|
El entrenador infantil
La
principal responsabilidad de los monitores y entrenadores de niños
y adolescentes es formar y dirigir. Por su condición de profesores
cuentan con gran capacidad de influencia sobre la formación como
personas de los integrantes de su equipo. Asimismo, la coordinación
de un grupo con honestidad y credibilidad les hará ganarse el
respeto y la confianza de sus alumnos.
· Los objetivos deben estar programados e ir evolucionando poco
a poco. Tienen que ser asequibles y comunes para todos los jugadores,
ya que en edades tan tempranas no es momento de individualizar. El entrenador
debe recordar que su objetivo principal es que los niños mejoren
cada día un poco en su actividad, pero sin dejar de divertirse.
· En las primeras sesiones, el entrenador debe ayudar a los
niños a iniciarse en la actividad deportiva. Tiene que explicar
las cosas de manera sencilla, clara y directa.

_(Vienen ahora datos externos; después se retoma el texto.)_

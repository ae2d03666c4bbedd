use std::sync::OnceLock;

use regex::Regex;
use semver::Version;

/// Shape of a tag that denotes a released version: an optional `v` prefix,
/// three numeric components, and an optional hyphenated prerelease that must
/// end in a digit. `v1.1.1-rc1` is a release tag, `v1.1.1-rc` is not.
const RELEASE_TAG_PATTERN: &str = r"^v?\d+\.\d+\.\d+(?:-[0-9A-Za-z.-]*\d)?$";

fn release_tag_regex() -> &'static Regex {
    static RELEASE_TAG: OnceLock<Regex> = OnceLock::new();
    RELEASE_TAG.get_or_init(|| {
        Regex::new(RELEASE_TAG_PATTERN).expect("release tag pattern is valid")
    })
}

/// Parse one tag line into a released version
///
/// Returns `None` for anything outside the release-tag grammar: extra
/// numeric components (`v1.1.1.1`), prereleases without a trailing digit
/// (`v1.1.1-rc`), or arbitrary tag names. Candidates that pass the grammar
/// still go through the semver parser, which rejects leading-zero
/// components and empty prerelease identifiers.
///
/// # Arguments
/// * `line` - One line of `git tag` output
///
/// # Returns
/// * `Some(Version)` - The parsed version, `v` prefix stripped
/// * `None` - The line does not name a released version
pub fn parse_release_tag(line: &str) -> Option<Version> {
    let candidate = line.trim();
    if !release_tag_regex().is_match(candidate) {
        return None;
    }
    let bare = candidate.strip_prefix('v').unwrap_or(candidate);
    Version::parse(bare).ok()
}
//! Domain logic - pure version rules independent of git operations

pub mod code_name;
pub mod tag;
pub mod version;

pub use code_name::{CodeName, DEFAULT_CODE_NAME_TAG};
pub use tag::parse_release_tag;
pub use version::CurrentVersion;
use semver::Version;
use serde::Serialize;
use tracing::debug;

use crate::config::PackageInfo;
use crate::domain::{CodeName, CurrentVersion};
use crate::error::{Result, VerinfoError};
use crate::git::GitRunner;
use crate::resolver::previous::PreviousVersionsResolver;
use crate::resolver::repo::GitRepoInfo;

/// The combined result of a resolution
#[derive(Debug, Clone, PartialEq, Serialize)]
#[serde(rename_all = "camelCase")]
pub struct VersionInfo {
    /// The package descriptor, exactly as supplied
    pub current_package: PackageInfo,
    /// Repository identity, exactly as supplied
    pub git_repo_info: GitRepoInfo,
    /// Previously released versions, ascending
    pub previous_versions: Vec<Version>,
    /// The resolved identity of HEAD
    pub current_version: CurrentVersion,
}

/// Classifies HEAD as a release or a snapshot and assembles [VersionInfo]
///
/// HEAD is a release when an exact tag points at it; the tag supplies the
/// version and, from its annotation body, the code name. Otherwise HEAD is
/// a snapshot and the version is synthesized from the declared package
/// version, preferring a CI build number over the `local` marker.
///
/// Only two conditions abort a resolution: the commit identity call failing
/// and a release tag violating the descriptor's branch constraint.
pub struct CurrentVersionResolver<'g, G: GitRunner> {
    git: &'g G,
    build_number: Option<String>,
}

impl<'g, G: GitRunner> CurrentVersionResolver<'g, G> {
    /// Create a resolver over the given git boundary
    pub fn new(git: &'g G) -> Self {
        CurrentVersionResolver {
            git,
            build_number: None,
        }
    }

    /// Supply the CI build number used for snapshot prereleases
    ///
    /// The resolver never reads the environment itself; whoever constructs
    /// it decides where the number comes from.
    pub fn with_build_number(mut self, build_number: Option<String>) -> Self {
        self.build_number = build_number;
        self
    }

    /// Resolve the identity of HEAD and assemble the combined result
    ///
    /// # Arguments
    /// * `package` - The package descriptor; read, never modified
    /// * `repo_info` - Repository identity, carried through untouched
    /// * `decorate` - Hook forwarded to the previous-versions resolution
    ///
    /// # Returns
    /// * `Ok(VersionInfo)` - The assembled result
    /// * `Err` - The commit identity could not be determined, the declared
    ///   version or branch constraint does not parse, or the release tag
    ///   violates the branch constraint
    pub fn resolve(
        &self,
        package: &PackageInfo,
        repo_info: GitRepoInfo,
        decorate: &mut dyn FnMut(&Version),
    ) -> Result<VersionInfo> {
        let commit_sha = self.commit_sha()?;
        let current_version = self.classify(package, commit_sha)?;
        let previous_versions = PreviousVersionsResolver::new(self.git).resolve(decorate);

        Ok(VersionInfo {
            current_package: package.clone(),
            git_repo_info: repo_info,
            previous_versions,
            current_version,
        })
    }

    /// Short SHA of HEAD; the one git call that must succeed
    fn commit_sha(&self) -> Result<String> {
        let output = self.git.run("rev-parse", &["--short", "HEAD"]);
        match output.text() {
            Some(sha) => Ok(sha.to_string()),
            None => Err(VerinfoError::commit_lookup(format!(
                "git rev-parse exited with status {}",
                output.status
            ))),
        }
    }

    fn classify(&self, package: &PackageInfo, commit_sha: String) -> Result<CurrentVersion> {
        if let Some(tag) = self.exact_tag() {
            let bare = tag.strip_prefix('v').unwrap_or(&tag);
            match Version::parse(bare) {
                Ok(version) => return self.release_version(package, &tag, version, commit_sha),
                Err(err) => {
                    debug!(
                        "describe output '{}' is not a version ({}), treating HEAD as a snapshot",
                        tag, err
                    );
                }
            }
        }

        Ok(CurrentVersion::snapshot(
            package.declared_version()?,
            self.build_number.as_deref(),
            commit_sha,
        ))
    }

    /// The tag pointing exactly at HEAD, when there is one
    fn exact_tag(&self) -> Option<String> {
        let output = self.git.run("describe", &["--exact-match"]);
        match output.text() {
            Some(tag) => Some(tag.to_string()),
            None => {
                debug!("no exact tag on HEAD (describe status {})", output.status);
                None
            }
        }
    }

    fn release_version(
        &self,
        package: &PackageInfo,
        tag: &str,
        version: Version,
        commit_sha: String,
    ) -> Result<CurrentVersion> {
        if let Some(requirement) = package.branch_requirement()? {
            if !requirement.matches(&version) {
                return Err(VerinfoError::BranchMismatch {
                    version,
                    constraint: requirement.to_string(),
                });
            }
        }

        let code_name = self.tag_code_name(tag, package.code_name_marker());
        Ok(CurrentVersion::release(version, code_name, commit_sha))
    }

    /// Code name from the tag annotation; any read failure counts as absent
    fn tag_code_name(&self, tag: &str, marker: &str) -> CodeName {
        let output = self.git.run("cat-file", &["-p", tag]);
        match output.text() {
            Some(body) => CodeName::from_tag_body(body, marker),
            None => CodeName::Absent,
        }
    }
}
use semver::Version;
use tracing::debug;

use crate::domain::tag::parse_release_tag;
use crate::git::GitRunner;

/// Resolves the list of previously released versions from repository tags
///
/// Wraps a single `git tag` invocation: each output line is checked against
/// the release-tag grammar, survivors are sorted ascending by semver
/// precedence, and an injected hook observes every version once, in order.
pub struct PreviousVersionsResolver<'g, G: GitRunner> {
    git: &'g G,
}

impl<'g, G: GitRunner> PreviousVersionsResolver<'g, G> {
    /// Create a resolver over the given git boundary
    pub fn new(git: &'g G) -> Self {
        PreviousVersionsResolver { git }
    }

    /// List previously released versions, ascending
    ///
    /// This operation never fails: a failed or empty tag listing yields an
    /// empty list, and candidates outside the release grammar are dropped
    /// one by one.
    ///
    /// # Arguments
    /// * `decorate` - Hook invoked once per returned version, in ascending
    ///   order, after sorting; called for its side effects only
    ///
    /// # Returns
    /// * Previously released versions, sorted ascending by precedence
    pub fn resolve(&self, decorate: &mut dyn FnMut(&Version)) -> Vec<Version> {
        let listing = self.git.run("tag", &[]);
        if !listing.success() {
            debug!(
                "tag listing failed with status {}, treating history as empty",
                listing.status
            );
            return Vec::new();
        }

        let mut versions: Vec<Version> = listing
            .stdout
            .lines()
            .filter_map(parse_release_tag)
            .collect();
        versions.sort();
        debug!("found {} released versions", versions.len());

        for version in &versions {
            decorate(version);
        }
        versions
    }
}

#[cfg(test)]
mod tests {
    use super::*;
    use crate::git::{GitOutput, MockGit};

    fn resolve_with(git: &MockGit) -> (Vec<Version>, Vec<Version>) {
        let mut decorated = Vec::new();
        let versions =
            PreviousVersionsResolver::new(git).resolve(&mut |v: &Version| decorated.push(v.clone()));
        (versions, decorated)
    }

    #[test]
    fn test_failed_listing_is_empty_history() {
        let git = MockGit::new();
        let (versions, decorated) = resolve_with(&git);

        assert!(versions.is_empty());
        assert!(decorated.is_empty());
        assert_eq!(git.call_count("tag"), 1);
    }

    #[test]
    fn test_empty_listing_is_empty_history() {
        let mut git = MockGit::new();
        git.set_response("tag", GitOutput::ok(""));

        let (versions, decorated) = resolve_with(&git);
        assert!(versions.is_empty());
        assert!(decorated.is_empty());
    }

    #[test]
    fn test_single_release_tag() {
        let mut git = MockGit::new();
        git.set_response("tag", GitOutput::ok("v0.1.1\n"));

        let (versions, _) = resolve_with(&git);
        assert_eq!(versions, vec![Version::parse("0.1.1").unwrap()]);
    }

    #[test]
    fn test_numbered_prerelease_is_accepted() {
        let mut git = MockGit::new();
        git.set_response("tag", GitOutput::ok("v0.1.1-rc1"));

        let (versions, _) = resolve_with(&git);
        assert_eq!(versions, vec![Version::parse("0.1.1-rc1").unwrap()]);
    }

    #[test]
    fn test_invalid_candidates_are_dropped() {
        let mut git = MockGit::new();
        git.set_response("tag", GitOutput::ok("v1.1.1.1\nv1.1.1-rc\n"));

        let (versions, decorated) = resolve_with(&git);
        assert!(versions.is_empty());
        assert!(decorated.is_empty());
    }

    #[test]
    fn test_mixed_listing_keeps_only_releases() {
        let mut git = MockGit::new();
        git.set_response(
            "tag",
            GitOutput::ok("v0.1.1\nnightly\nv1.1.1.1\nv0.1.2\nrelease-0.9.9\n"),
        );

        let (versions, _) = resolve_with(&git);
        assert_eq!(
            versions,
            vec![
                Version::parse("0.1.1").unwrap(),
                Version::parse("0.1.2").unwrap(),
            ]
        );
    }

    #[test]
    fn test_duplicate_versions_are_kept_adjacent() {
        let mut git = MockGit::new();
        git.set_response("tag", GitOutput::ok("v0.2.0\n0.2.0\nv0.1.0\n"));

        let (versions, decorated) = resolve_with(&git);
        assert_eq!(
            versions,
            vec![
                Version::parse("0.1.0").unwrap(),
                Version::parse("0.2.0").unwrap(),
                Version::parse("0.2.0").unwrap(),
            ]
        );
        assert_eq!(decorated, versions);
    }

    #[test]
    fn test_prerelease_sorts_before_its_release() {
        let mut git = MockGit::new();
        git.set_response("tag", GitOutput::ok("v0.1.1\nv0.1.1-rc1\n"));

        let (versions, _) = resolve_with(&git);
        assert_eq!(
            versions,
            vec![
                Version::parse("0.1.1-rc1").unwrap(),
                Version::parse("0.1.1").unwrap(),
            ]
        );
    }

    #[test]
    fn test_decoration_follows_sorted_order() {
        let mut git = MockGit::new();
        git.set_response("tag", GitOutput::ok("v0.1.2\nv0.1.1\n"));

        let (versions, decorated) = resolve_with(&git);
        assert_eq!(decorated, versions);
        assert_eq!(
            decorated,
            vec![
                Version::parse("0.1.1").unwrap(),
                Version::parse("0.1.2").unwrap(),
            ]
        );
    }

    #[test]
    fn test_exactly_one_git_call() {
        let mut git = MockGit::new();
        git.set_response("tag", GitOutput::ok("v0.1.1\nv0.1.2\nv0.2.0\n"));

        let _ = resolve_with(&git);
        assert_eq!(git.calls().len(), 1);
        assert_eq!(git.calls()[0].0, "tag");
        assert!(git.calls()[0].1.is_empty());
    }
}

· Es recomendable establecer unas normas elementales para los
entrenamientos y las competiciones: seriedad, puntualidad, uniformidad,
etc. La idea no es imponer un régimen estricto de obligaciones,
sino estimular la igualdad y el respeto entre todos los integrantes
del grupo.
· El entrenador no debe limitarse a impartir conocimientos técnicos
y tácticos a sus jugadores. También ha de estimular los
valores positivos del deporte: la superación, la tolerancia,
el esfuerzo, el sacrificio, la ilusión, el compañerismo,
etc.
· Los partidos y las competiciones son para divertirse. Hay
que inculcar en todos los componentes del equipo la prioridad de respetar
al contrario, a los árbitros y a los compañeros. En edades
de formación, perder o ganar tiene un carácter secundario.
Lo importante es terminar el partido con la sensación de haber
mejorado.
· Padres, entrenadores, monitores y profesores deben caminar
en la misma dirección. Si los mensajes que reciben los niños
son contradictorios, corremos el riesgo de que se cansen del deporte
y opten por otras alternativas menos saludables.
· La práctica deportiva en edades tempranas trae consigo
la realización de pequeños sacrificios por parte de toda
la familia: madrugar los fines de semana, suspender otras actividades
de ocio, etc. Aunque no sea necesario, tenga en cuenta que a los niños
les encanta que sus padres vayan a verlos jugar.